> **Dataset entries**:
-.-.-

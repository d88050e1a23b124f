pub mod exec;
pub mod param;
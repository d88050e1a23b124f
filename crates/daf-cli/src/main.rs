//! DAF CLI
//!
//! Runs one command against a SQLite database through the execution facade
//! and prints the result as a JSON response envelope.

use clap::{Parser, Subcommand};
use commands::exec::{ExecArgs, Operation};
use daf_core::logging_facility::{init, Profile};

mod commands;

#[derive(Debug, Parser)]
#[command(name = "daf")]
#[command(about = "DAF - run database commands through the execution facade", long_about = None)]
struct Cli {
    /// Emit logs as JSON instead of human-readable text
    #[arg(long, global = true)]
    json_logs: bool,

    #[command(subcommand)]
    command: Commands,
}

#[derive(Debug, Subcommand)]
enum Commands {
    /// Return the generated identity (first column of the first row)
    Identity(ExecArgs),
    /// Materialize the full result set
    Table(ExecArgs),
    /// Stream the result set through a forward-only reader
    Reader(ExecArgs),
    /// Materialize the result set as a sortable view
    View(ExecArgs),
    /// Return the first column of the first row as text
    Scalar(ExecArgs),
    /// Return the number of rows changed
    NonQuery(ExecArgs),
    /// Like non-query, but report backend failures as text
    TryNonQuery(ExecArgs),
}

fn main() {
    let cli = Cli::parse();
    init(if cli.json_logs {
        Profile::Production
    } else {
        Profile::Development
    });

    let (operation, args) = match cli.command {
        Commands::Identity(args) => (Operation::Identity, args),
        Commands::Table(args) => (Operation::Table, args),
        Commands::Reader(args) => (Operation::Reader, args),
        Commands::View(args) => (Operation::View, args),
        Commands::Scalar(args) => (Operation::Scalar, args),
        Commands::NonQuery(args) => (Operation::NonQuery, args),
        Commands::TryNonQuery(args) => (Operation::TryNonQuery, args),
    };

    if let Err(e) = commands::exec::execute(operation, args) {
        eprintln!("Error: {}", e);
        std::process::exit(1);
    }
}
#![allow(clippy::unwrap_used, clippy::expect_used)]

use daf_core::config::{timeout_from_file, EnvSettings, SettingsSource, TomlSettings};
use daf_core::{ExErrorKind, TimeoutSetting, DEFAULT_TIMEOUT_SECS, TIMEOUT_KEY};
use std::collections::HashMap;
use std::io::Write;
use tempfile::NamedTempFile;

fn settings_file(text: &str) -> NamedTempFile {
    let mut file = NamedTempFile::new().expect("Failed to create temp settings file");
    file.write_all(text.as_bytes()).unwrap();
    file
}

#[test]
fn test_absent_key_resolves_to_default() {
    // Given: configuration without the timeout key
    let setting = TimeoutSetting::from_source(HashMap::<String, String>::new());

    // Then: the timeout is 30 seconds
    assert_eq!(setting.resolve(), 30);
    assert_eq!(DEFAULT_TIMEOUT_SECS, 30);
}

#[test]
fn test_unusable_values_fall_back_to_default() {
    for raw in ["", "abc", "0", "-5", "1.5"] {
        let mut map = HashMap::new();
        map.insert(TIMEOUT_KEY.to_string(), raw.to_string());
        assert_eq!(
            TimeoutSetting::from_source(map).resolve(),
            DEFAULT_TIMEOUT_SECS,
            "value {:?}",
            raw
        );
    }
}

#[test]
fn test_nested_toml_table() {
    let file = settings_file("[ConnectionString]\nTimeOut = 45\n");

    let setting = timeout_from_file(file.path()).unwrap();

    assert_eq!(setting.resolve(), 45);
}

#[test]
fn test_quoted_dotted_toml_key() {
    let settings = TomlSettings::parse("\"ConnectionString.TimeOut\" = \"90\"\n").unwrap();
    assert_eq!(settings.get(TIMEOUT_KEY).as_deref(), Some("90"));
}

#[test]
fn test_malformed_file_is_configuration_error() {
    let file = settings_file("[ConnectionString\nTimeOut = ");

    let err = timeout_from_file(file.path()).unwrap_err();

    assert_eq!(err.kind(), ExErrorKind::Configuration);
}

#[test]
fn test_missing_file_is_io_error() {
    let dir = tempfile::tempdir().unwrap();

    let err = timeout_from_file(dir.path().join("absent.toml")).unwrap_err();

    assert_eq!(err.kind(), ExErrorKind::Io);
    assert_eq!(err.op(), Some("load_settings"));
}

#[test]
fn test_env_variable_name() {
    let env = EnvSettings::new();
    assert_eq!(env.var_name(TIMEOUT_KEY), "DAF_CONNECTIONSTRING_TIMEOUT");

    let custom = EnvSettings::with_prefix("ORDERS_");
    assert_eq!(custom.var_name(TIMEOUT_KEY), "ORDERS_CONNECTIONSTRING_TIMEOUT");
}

-.-.-

> **WHAT YOU SHOULD DO**:
Could you restate the records above word for word?

> **TASK RESULT**:
repository d88050e1a23b124f
pub mod exec;
pub mod param;
repository d88050e1a23b124f
filename crates/daf-cli/src/main.rs
//! DAF CLI
//!
//! Runs one command against a SQLite database through the execution facade
//! and prints the result as a JSON response envelope.

use clap::{Parser, Subcommand};
use commands::exec::{ExecArgs, Operation};
use daf_core::logging_facility::{init, Profile};

mod commands;

#[derive(Debug, Parser)]
#[command(name = "daf")]
#[command(about = "DAF - run database commands through the execution facade", long_about = None)]
struct Cli {
    /// Emit logs as JSON instead of human-readable text
    #[arg(long, global = true)]
    json_logs: bool,

    #[command(subcommand)]
    command: Commands,
}

#[derive(Debug, Subcommand)]
enum Commands {
    /// Return the generated identity (first column of the first row)
    Identity(ExecArgs),
    /// Materialize the full result set
    Table(ExecArgs),
    /// Stream the result set through a forward-only reader
    Reader(ExecArgs),
    /// Materialize the result set as a sortable view
    View(ExecArgs),
    /// Return the first column of the first row as text
    Scalar(ExecArgs),
    /// Return the number of rows changed
    NonQuery(ExecArgs),
    /// Like non-query, but report backend failures as text
    TryNonQuery(ExecArgs),
}

fn main() {
    let cli = Cli::parse();
    init(if cli.json_logs {
        Profile::Production
    } else {
        Profile::Development
    });

    let (operation, args) = match cli.command {
        Commands::Identity(args) => (Operation::Identity, args),
        Commands::Table(args) => (Operation::Table, args),
        Commands::Reader(args) => (Operation::Reader, args),
        Commands::View(args) => (Operation::View, args),
        Commands::Scalar(args) => (Operation::Scalar, args),
        Commands::NonQuery(args) => (Operation::NonQuery, args),
        Commands::TryNonQuery(args) => (Operation::TryNonQuery, args),
    };

    if let Err(e) = commands::exec::execute(operation, args) {
        eprintln!("Error: {}", e);
        std::process::exit(1);
    }
}
#![allow(clippy::unwrap_used, clippy::expect_used)]

use daf_core::config::{timeout_from_file, EnvSettings, SettingsSource, TomlSettings};
use daf_core::{ExErrorKind, TimeoutSetting, DEFAULT_TIMEOUT_SECS, TIMEOUT_KEY};
use std::collections::HashMap;
use std::io::Write;
use tempfile::NamedTempFile;

fn settings_file(text: &str) -> NamedTempFile {
    let mut file = NamedTempFile::new().expect("Failed to create temp settings file");
    file.write_all(text.as_bytes()).unwrap();
    file
}

#[test]
fn test_absent_key_resolves_to_default() {
    // Given: configuration without the timeout key
    let setting = TimeoutSetting::from_source(HashMap::<String, String>::new());

    // Then: the timeout is 30 seconds
    assert_eq!(setting.resolve(), 30);
    assert_eq!(DEFAULT_TIMEOUT_SECS, 30);
}

#[test]
fn test_unusable_values_fall_back_to_default() {
    for raw in ["", "abc", "0", "-5", "1.5"] {
        let mut map = HashMap::new();
        map.insert(TIMEOUT_KEY.to_string(), raw.to_string());
        assert_eq!(
            TimeoutSetting::from_source(map).resolve(),
            DEFAULT_TIMEOUT_SECS,
            "value {:?}",
            raw
        );
    }
}

#[test]
fn test_nested_toml_table() {
    let file = settings_file("[ConnectionString]\nTimeOut = 45\n");

    let setting = timeout_from_file(file.path()).unwrap();

    assert_eq!(setting.resolve(), 45);
}

#[test]
fn test_quoted_dotted_toml_key() {
    let settings = TomlSettings::parse("\"ConnectionString.TimeOut\" = \"90\"\n").unwrap();
    assert_eq!(settings.get(TIMEOUT_KEY).as_deref(), Some("90"));
}

#[test]
fn test_malformed_file_is_configuration_error() {
    let file = settings_file("[ConnectionString\nTimeOut = ");

    let err = timeout_from_file(file.path()).unwrap_err();

    assert_eq!(err.kind(), ExErrorKind::Configuration);
}

#[test]
fn test_missing_file_is_io_error() {
    let dir = tempfile::tempdir().unwrap();

    let err = timeout_from_file(dir.path().join("absent.toml")).unwrap_err();

    assert_eq!(err.kind(), ExErrorKind::Io);
    assert_eq!(err.op(), Some("load_settings"));
}

#[test]
fn test_env_variable_name() {
    let env = EnvSettings::new();
    assert_eq!(env.var_name(TIMEOUT_KEY), "DAF_CONNECTIONSTRING_TIMEOUT");

    let custom = EnvSettings::with_prefix("ORDERS_");
    assert_eq!(custom.var_name(TIMEOUT_KEY), "ORDERS_CONNECTIONSTRING_TIMEOUT");
}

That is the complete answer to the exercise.